Мальчик с невинными глазами, юнец, веселящийся ночами напролёт, даже тот,
взрослый, Мартин, нашедший всему в жизни ярлычок и место, – все они мертвы. Все
они похоронены во мне, сожраны и переварены, вышли шлаком забытых иллюзий.
Маленький мальчик хотел быть сыщиком – но разве его мечты имеют хоть каплю
сходства с моей нынешней жизнью? Юноша хотел любви – но разве он понимал, что
хочет лишь секса? Взрослый распланировал свою жизнь до самой смерти – но разве
сбылись его планы? Я уже другой… я каждый миг становлюсь другим, вереница
надгробий тянется за мной в прошлое – и никаких Библиотек не хватит, чтобы
каждый умерший Мартин получил по своему обелиску. И это правильно, ключник. Это
неизбежно. Уныл и бесплоден был бы мир мудрых старцев, прагматичен и сух мир
взрослых, бестолков и нелеп мир вечных детей.
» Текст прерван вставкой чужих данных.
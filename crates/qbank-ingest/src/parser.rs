//! Filename metadata extraction.
//!
//! Uploaded question files encode exam metadata in their names, e.g.
//! `pit_questions_2018_RATT_R1.json`. Every extractor here is total: absence
//! is `None`, never an error, and no input panics.

use chrono::{Datelike, Utc};

use qbank_model::{ParsedFilenameMetadata, RATT_SOURCE_ID, Rotation};

/// Literal marker separating the course name from the rest of the filename.
pub const QUESTIONS_MARKER: &str = "_questions_";

/// Oldest exam year accepted by [`extract_exam_year`].
pub const MIN_EXAM_YEAR: i32 = 1900;

/// Words carrying no course information, dropped by the fallback strategy.
const FILLER_WORDS: &[&str] = &["question", "questions", "exam", "test", "quiz"];

/// Separators collapsed to spaces by the fallback strategy.
const SEPARATORS: &[char] = &['_', '-', '.', ' '];

fn current_year() -> i32 {
    Utc::now().year()
}

/// Extracts a four-digit exam year from a filename.
///
/// The first maximal digit run of exactly four digits decides: it is
/// accepted iff it falls within `[1900, current year]`, otherwise the result
/// is `None` without considering later runs (first, not best).
pub fn extract_exam_year(filename: &str) -> Option<i32> {
    extract_exam_year_at(filename, current_year())
}

/// [`extract_exam_year`] with an explicit upper bound, for deterministic use.
pub fn extract_exam_year_at(filename: &str, max_year: i32) -> Option<i32> {
    let run = filename
        .split(|c: char| !c.is_ascii_digit())
        .find(|run| run.len() == 4)?;
    let year: i32 = run.parse().ok()?;
    (MIN_EXAM_YEAR..=max_year).contains(&year).then_some(year)
}

/// Extracts a rotation token (R1 through R4) from a filename.
///
/// Matches `r` followed by a digit 1-4, case-insensitive. Delimiters around
/// the token are optional, so an undelimited occurrence inside a longer word
/// also counts; the first occurrence wins.
pub fn extract_rotation(filename: &str) -> Option<Rotation> {
    let chars: Vec<char> = filename.chars().collect();
    chars.windows(2).find_map(|pair| {
        if pair[0].eq_ignore_ascii_case(&'r') {
            Rotation::from_digit(pair[1])
        } else {
            None
        }
    })
}

/// Whether the filename marks a RATT (resit session) source.
pub fn is_ratt_source(filename: &str) -> bool {
    find_ascii_ci(filename, "ratt").is_some()
}

/// Extracts the course-name portion of a filename.
///
/// Primary strategy: strip a trailing `.json`, split on the case-insensitive
/// `_questions_` marker, and use the prefix with underscores turned into
/// spaces. A present marker with an empty prefix yields `None`. Only when the
/// marker is absent does the fallback run: tokenize the stem and drop year
/// runs, rotation tokens, the literal "RATT", and filler words; whatever
/// remains, joined by single spaces, is the course string.
pub fn extract_course_string(filename: &str) -> Option<String> {
    extract_course_string_at(filename, current_year())
}

/// [`extract_course_string`] with an explicit year upper bound.
pub fn extract_course_string_at(filename: &str, max_year: i32) -> Option<String> {
    let stem = strip_json_extension(filename);

    if let Some(index) = find_ascii_ci(stem, QUESTIONS_MARKER) {
        let course = collapse_underscores(&stem[..index]);
        return (!course.is_empty()).then_some(course);
    }

    let kept: Vec<&str> = stem
        .split(SEPARATORS)
        .filter(|word| !word.is_empty() && !is_metadata_token(word, max_year))
        .collect();
    if kept.is_empty() {
        None
    } else {
        Some(kept.join(" "))
    }
}

/// Parses all metadata a filename carries.
///
/// `source_id` is [`RATT_SOURCE_ID`] exactly when the RATT marker is present.
pub fn parse_filename_metadata(filename: &str) -> ParsedFilenameMetadata {
    parse_filename_metadata_at(filename, current_year())
}

/// [`parse_filename_metadata`] with an explicit year upper bound.
pub fn parse_filename_metadata_at(filename: &str, max_year: i32) -> ParsedFilenameMetadata {
    let is_ratt = is_ratt_source(filename);
    ParsedFilenameMetadata {
        exam_year: extract_exam_year_at(filename, max_year),
        course: extract_course_string_at(filename, max_year),
        rotation: extract_rotation(filename),
        is_ratt,
        source_id: is_ratt.then_some(RATT_SOURCE_ID),
    }
}

fn strip_json_extension(filename: &str) -> &str {
    let len = filename.len();
    if len >= 5
        && filename
            .get(len - 5..)
            .is_some_and(|ext| ext.eq_ignore_ascii_case(".json"))
    {
        &filename[..len - 5]
    } else {
        filename
    }
}

fn collapse_underscores(prefix: &str) -> String {
    prefix
        .replace('_', " ")
        .split_whitespace()
        .collect::<Vec<_>>()
        .join(" ")
}

fn is_metadata_token(word: &str, max_year: i32) -> bool {
    if word.len() == 4
        && word.chars().all(|c| c.is_ascii_digit())
        && word
            .parse::<i32>()
            .is_ok_and(|year| (MIN_EXAM_YEAR..=max_year).contains(&year))
    {
        return true;
    }
    if word.parse::<Rotation>().is_ok() {
        return true;
    }
    word.eq_ignore_ascii_case("ratt")
        || FILLER_WORDS
            .iter()
            .any(|filler| word.eq_ignore_ascii_case(filler))
}

/// Byte offset of the first case-insensitive ASCII occurrence of `needle`.
///
/// A hit implies every matched byte is ASCII, so the returned offset is
/// always a valid char boundary in `haystack`.
fn find_ascii_ci(haystack: &str, needle: &str) -> Option<usize> {
    let haystack = haystack.as_bytes();
    let needle = needle.as_bytes();
    if needle.is_empty() || haystack.len() < needle.len() {
        return None;
    }
    (0..=haystack.len() - needle.len())
        .find(|&i| haystack[i..i + needle.len()].eq_ignore_ascii_case(needle))
}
Грусть и виноватость вызывает
ребёнок, отвергающий детство, торопящийся жить, вприпрыжку несущийся навстречу
взрослости. Грусть и виноватость… будто наш мир оказался слишком жесток для
детства. Смущение и жалость вызывает взрослый, скачущий наперегонки с детишками
или балдеющий в сорок лет под «металл». Смущение и жалость… будто наш мир
оказался недостойным того, чтобы вырасти. Молодящиеся старички, мудрствующие
юнцы – всё это упрёк миру. Слишком сложному миру, слишком жестокому миру. Миру,
который не знает смерти. Миру, который хоронит нас каждый миг. Если бы мне дали
самую вожделенную мечту человечества, если бы мне вручили бессмертие, но
сказали: «Расплатой будет неизменность» – что бы я ответил? Если в открывшейся
вечности я был бы обречён оставаться неизменным? Слушать одну и ту же музыку,
любить одни и те же книги, знать одних и тех же женщин, говорить об одном и том
же с одними и теми же друзьями? Думать одни и те же мысли, не менять вкусы и
привычки? Я не знаю своего ответа, ключник. Но мне кажется, это была бы
чрезмерная плата. Страшная плата, с лихвой перекрывающая вечность. Наша беда в
том, ключник, что мы как фотон – дуальны. Мы и частица, и волна… язычок
пламени-сознания, что пляшет на тяжёлых нефтяных волнах времени. И ни от одной
составляющей мы отказаться не в силах – как фотон не может остановиться или
потерять одну из своих составляющих. И в этом наша трагедия, наш замкнутый
круг. Мы не хотим умирать, но мы не можем остановиться – остановка будет лишь
иной формой смерти. Вера говорит нам о жизни вечной… но чья жизнь имеется в
виду? Меня – малыша, быть может, самого невинного и чистого, каким я был? Меня
– юноши, романтичного и наивного? Меня – прагматичного и сухого? Меня,
разбитого старческим маразмом и болезнью Альцгеймера? Ведь это тоже буду я… но
каким же я воскресну в вечности, неужели беспомощным слабоумным? А если я буду
пребывать в здравом уме и твёрдой памяти – то чем провинился обеспамятевший
старик? А если воскреснет каждый «я» – то хватит ли места в раю хотя бы для
меня одного?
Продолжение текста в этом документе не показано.